Hace poco utilice el timer por primera vez, en un programa para contar objetos con Displays de leds. Use la interrupción por RB0 (gracias a D@rkbytes) debía hacer un delay para evitar el rebote al contar y use el timer0 para eso. Todo funciono muy bien, pero hasta ahora no se que tiempo esta haciendo el timer ni como aumentarlo; simplemente use todo el rango (0 - 255 con el máximo prescaler y bandera de overflow). Seria bueno que explicaran como configurar el timer (leí algo pero no me queda claro) para contar el tiempo que uno necesite. Es un tema muy interesante. Gracias.


----------



## Dr. Zoidberg (May 15, 2018)

Me gusta la idea...pero yo lo escribiría de otra forma por que si nó, el codigo de despacho se enrieda muy rápidamente.

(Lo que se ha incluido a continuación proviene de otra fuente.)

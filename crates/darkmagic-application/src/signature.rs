//! Signature introspection
//!
//! Callables declare their inputs as data; this module reads that
//! declaration, splits off the trailing continuation and rejects names the
//! engine reserves.

use darkmagic_domain::constants::{ANONYMOUS_TARGET, CONTINUATION_PARAM, OPTIONAL_SUFFIX};
use darkmagic_domain::error::{Error, Result};
use darkmagic_domain::value_objects::{Artifact, Body, Callable};

/// Ordered dependency names of one callable
#[derive(Debug, Clone, PartialEq, Eq)]
pub struct Signature {
    target: String,
    parameters: Vec<String>,
    continuation: bool,
}

impl Signature {
    /// Introspect a raw artifact
    ///
    /// Fails with `NotCallable` when the artifact is a plain value.
    pub fn introspect(artifact: &Artifact) -> Result<Self> {
        match artifact {
            Artifact::Callable(callable) => Self::of(callable),
            Artifact::Value(value) => Err(Error::not_callable(value.type_name())),
        }
    }

    /// Introspect a callable
    pub fn of(callable: &Callable) -> Result<Self> {
        let mut parameters = callable.parameters().to_vec();
        let continuation = parameters.last().map(String::as_str) == Some(CONTINUATION_PARAM);
        if continuation {
            parameters.pop();
        }

        match (continuation, callable.body()) {
            (true, Body::Deferred(_)) | (false, Body::Returning(_) | Body::Future(_)) => {}
            (true, _) => {
                return Err(Error::illegal_parameter_name(
                    CONTINUATION_PARAM,
                    format!(
                        "[{}] declares a continuation but does not complete through one",
                        callable.name()
                    ),
                ));
            }
            (false, Body::Deferred(_)) => {
                return Err(Error::illegal_parameter_name(
                    callable.name(),
                    "deferred callables must declare a trailing continuation",
                ));
            }
        }

        for name in &parameters {
            validate_parameter_name(name)?;
        }

        let target = match callable.name() {
            "" => ANONYMOUS_TARGET,
            name => name,
        };

        Ok(Self {
            target: target.to_string(),
            parameters,
            continuation,
        })
    }

    /// Name of the introspected callable
    pub fn target(&self) -> &str {
        &self.target
    }

    /// Dependency names, continuation excluded
    pub fn parameters(&self) -> &[String] {
        &self.parameters
    }

    /// Whether a continuation slot is reserved
    pub fn continuation(&self) -> bool {
        self.continuation
    }

    /// Number of dependencies to resolve
    pub fn len(&self) -> usize {
        self.parameters.len()
    }

    /// Whether there is nothing to resolve
    pub fn is_empty(&self) -> bool {
        self.parameters.is_empty()
    }

    /// No dependencies and no continuation: the base case of recursion
    pub fn is_nullary(&self) -> bool {
        self.parameters.is_empty() && !self.continuation
    }
}

/// Reject names that cannot identify a dependency
///
/// Empty names, the continuation name outside the trailing position, and
/// names that would escape a search path.
pub fn validate_parameter_name(name: &str) -> Result<()> {
    let bare = name.strip_suffix(OPTIONAL_SUFFIX).unwrap_or(name);

    if bare.is_empty() {
        return Err(Error::illegal_parameter_name(name, "empty dependency name"));
    }
    if bare == CONTINUATION_PARAM {
        return Err(Error::illegal_parameter_name(
            name,
            "reserved for the trailing continuation",
        ));
    }
    if bare.contains(['/', '\\']) || bare.contains("..") {
        return Err(Error::illegal_parameter_name(
            name,
            "path separators are not allowed",
        ));
    }
    if bare.chars().any(char::is_whitespace) {
        return Err(Error::illegal_parameter_name(
            name,
            "whitespace is not allowed",
        ));
    }
    Ok(())
}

Yo hice algo muy parecido a esto hace mas de 20 años pero con el timer de la PC. Si algun dia encuentro los diskettes donde lo tenía, prometo subirlo.

Ahí vá... lo escribí en 10 minutos y no lo revisé mucho, pero creo que se entiende el mecanismo de despacho (que es el mismo publicado mas arriba) pero con algunos cambios menores para explotar un poco la potencia expresiva del lenguaje C.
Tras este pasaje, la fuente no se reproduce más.